Home
Sid Meier's SimGolf REVIEW

Sid Meier's SimGolf Review (PC)

For a long time the only golf course design I'd ever done was either wasting time designing my ultimate course on a legal pad or trying to recreate masterpieces with golf games. One allowed me to be as creative as possible but never actually playing it and the other was too time consuming and detail oriented to enjoy. Now comes along SimGolf, a mix of SimCity, with a dose of Roller Coaster Tycoon and a dash of The Sims for good measure. Simply put its all these things except with a golf course.

SimGolf streamlines golf course design and management and makes it fun. While you won't recreate Augusta or Pebble Beach, you'll have a great time creating a course from scratch and watching the golfers come to play it.
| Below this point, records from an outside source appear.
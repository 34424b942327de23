use std::iter::FusedIterator;

use rand::rngs::StdRng;

use crate::{Link, Monoid, PrioritySource, Treap};

// =============================================================================
// Iter
// =============================================================================

/// In-order iterator over the elements of a [`Treap`].
pub struct Iter<'a, M: Monoid, P = StdRng> {
    tree: &'a Treap<M, P>,
    front: Link,
    back: Link,
    remaining: usize,
}

impl<'a, M: Monoid, P> Iter<'a, M, P> {
    pub(crate) fn new(tree: &'a Treap<M, P>) -> Self {
        Self {
            tree,
            front: tree.leftmost(tree.root),
            back: tree.rightmost(tree.root),
            remaining: tree.len(),
        }
    }
}

impl<M: Monoid, P> Clone for Iter<'_, M, P> {
    fn clone(&self) -> Self {
        Self {
            tree: self.tree,
            front: self.front,
            back: self.back,
            remaining: self.remaining,
        }
    }
}

impl<'a, M: Monoid, P> Iterator for Iter<'a, M, P> {
    type Item = &'a M::Value;

    fn next(&mut self) -> Option<Self::Item> {
        if self.remaining == 0 {
            return None;
        }
        let link = self.front;
        self.remaining -= 1;
        if self.remaining > 0 {
            self.front = self.tree.successor(link);
        }
        Some(&self.tree.nodes[link].raw)
    }

    fn size_hint(&self) -> (usize, Option<usize>) {
        (self.remaining, Some(self.remaining))
    }
}

impl<M: Monoid, P> DoubleEndedIterator for Iter<'_, M, P> {
    fn next_back(&mut self) -> Option<Self::Item> {
        if self.remaining == 0 {
            return None;
        }
        let link = self.back;
        self.remaining -= 1;
        if self.remaining > 0 {
            self.back = self.tree.predecessor(link);
        }
        Some(&self.tree.nodes[link].raw)
    }
}

impl<M: Monoid, P> ExactSizeIterator for Iter<'_, M, P> {}

impl<M: Monoid, P> FusedIterator for Iter<'_, M, P> {}

// =============================================================================
// Cursors
// =============================================================================

/// A read-only cursor over a [`Treap`].
///
/// Besides the elements there is one extra "end" position, one past the last
/// element. Moving forward from the end wraps to the first element and moving
/// backward from the end wraps to the last one.
pub struct Cursor<'a, M: Monoid, P = StdRng> {
    tree: &'a Treap<M, P>,
    node: Link,
}

impl<'a, M: Monoid, P> Cursor<'a, M, P> {
    pub(crate) fn new(tree: &'a Treap<M, P>, node: Link) -> Self {
        Self { tree, node }
    }

    pub fn current(&self) -> Option<&'a M::Value> {
        if self.node.is_null() {
            None
        } else {
            Some(&self.tree.nodes[self.node].raw)
        }
    }

    pub fn is_end(&self) -> bool {
        self.node.is_null()
    }

    /// Position of the current element; `len()` at the end position.
    pub fn rank(&self) -> usize {
        if self.node.is_null() {
            self.tree.len()
        } else {
            self.tree.rank_of(self.node)
        }
    }

    pub fn move_next(&mut self) {
        self.node = step_next(self.tree, self.node);
    }

    pub fn move_prev(&mut self) {
        self.node = step_prev(self.tree, self.node);
    }

    /// `self.rank() - other.rank()`.
    ///
    /// # Panics
    ///
    /// If the cursors belong to different trees.
    pub fn distance(&self, other: &Cursor<'_, M, P>) -> isize {
        assert!(
            std::ptr::eq(self.tree, other.tree),
            "cursors belong to different trees"
        );
        self.rank() as isize - other.rank() as isize
    }
}

impl<M: Monoid, P> Clone for Cursor<'_, M, P> {
    fn clone(&self) -> Self {
        *self
    }
}

impl<M: Monoid, P> Copy for Cursor<'_, M, P> {}

impl<M: Monoid, P> PartialEq for Cursor<'_, M, P> {
    fn eq(&self, other: &Self) -> bool {
        std::ptr::eq(self.tree, other.tree) && self.node == other.node
    }
}

impl<M: Monoid, P> Eq for Cursor<'_, M, P> {}

impl<M: Monoid, P> std::fmt::Debug for Cursor<'_, M, P>
where
    M::Value: std::fmt::Debug,
{
    fn fmt(&self, f: &mut std::fmt::Formatter<'_>) -> std::fmt::Result {
        f.debug_tuple("Cursor").field(&self.current()).finish()
    }
}

/// A cursor that can edit the [`Treap`] it walks.
pub struct CursorMut<'a, M: Monoid, P = StdRng> {
    tree: &'a mut Treap<M, P>,
    node: Link,
}

impl<'a, M: Monoid, P> CursorMut<'a, M, P> {
    pub(crate) fn new(tree: &'a mut Treap<M, P>, node: Link) -> Self {
        Self { tree, node }
    }

    pub fn current(&self) -> Option<&M::Value> {
        if self.node.is_null() {
            None
        } else {
            Some(&self.tree.nodes[self.node].raw)
        }
    }

    pub fn is_end(&self) -> bool {
        self.node.is_null()
    }

    pub fn rank(&self) -> usize {
        if self.node.is_null() {
            self.tree.len()
        } else {
            self.tree.rank_of(self.node)
        }
    }

    pub fn move_next(&mut self) {
        self.node = step_next(&*self.tree, self.node);
    }

    pub fn move_prev(&mut self) {
        self.node = step_prev(&*self.tree, self.node);
    }

    pub fn as_cursor(&self) -> Cursor<'_, M, P> {
        Cursor::new(&*self.tree, self.node)
    }

    /// Replaces the current element, returning the old one. Does nothing at
    /// the end position.
    pub fn replace_current(&mut self, value: M::Value) -> Option<M::Value> {
        if self.node.is_null() {
            return None;
        }
        let old = std::mem::replace(&mut self.tree.nodes[self.node].raw, value);
        self.tree.fixup(self.node);
        Some(old)
    }

    /// Removes the current element and moves to the one after it.
    pub fn remove_current(&mut self) -> Option<M::Value> {
        if self.node.is_null() {
            return None;
        }
        let next = self.tree.successor(self.node);
        let value = self.tree.unlink(self.node);
        self.node = next;
        Some(value)
    }
}

impl<M: Monoid, P: PrioritySource> CursorMut<'_, M, P> {
    /// Inserts `value` right before the current element (at the end if the
    /// cursor is at the end position). The cursor keeps pointing at the same
    /// element.
    pub fn insert_before(&mut self, value: M::Value) {
        let pos = self.rank();
        self.tree.insert_at(pos, value);
    }
}

fn step_next<M: Monoid, P>(tree: &Treap<M, P>, node: Link) -> Link {
    if node.is_null() {
        tree.leftmost(tree.root)
    } else {
        tree.successor(node)
    }
}

fn step_prev<M: Monoid, P>(tree: &Treap<M, P>, node: Link) -> Link {
    if node.is_null() {
        tree.rightmost(tree.root)
    } else {
        tree.predecessor(node)
    }
}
Let's take SimGolf from the start and see what it has to offer.

Right off, you will have to select the location that you want to create your course. At first you start off with 100,000 simoleans (the currency of SimGolf). To make it harder the plots of land range from 40k to 80k and offers such locales as desert, links, tropical, and woodland. There are 17 locations from Scotland to the Rocky Mountains to Phoenix and Hawaii. Each locale offers a different enticement for the course. In Scotland you might have a castle, while in a tropical location; dolphins or a waterfall.

Once you select the location, of your golfing majesty, it's off to the course. The land plots have no holes just trees, grass (desert), water or various special landmark items. From there it's time to create the ideal course. Creating a hole is very easy. All that is required is a tee box and a green. After that, you fill it in with fairway, curve it around a group of trees or water and then add all the extras like a bunker, heavy rough, rocks, more trees or flowers. The easy part is designing a hole the hard part is designing one that will make it into a special category that makes more golfers want to play it.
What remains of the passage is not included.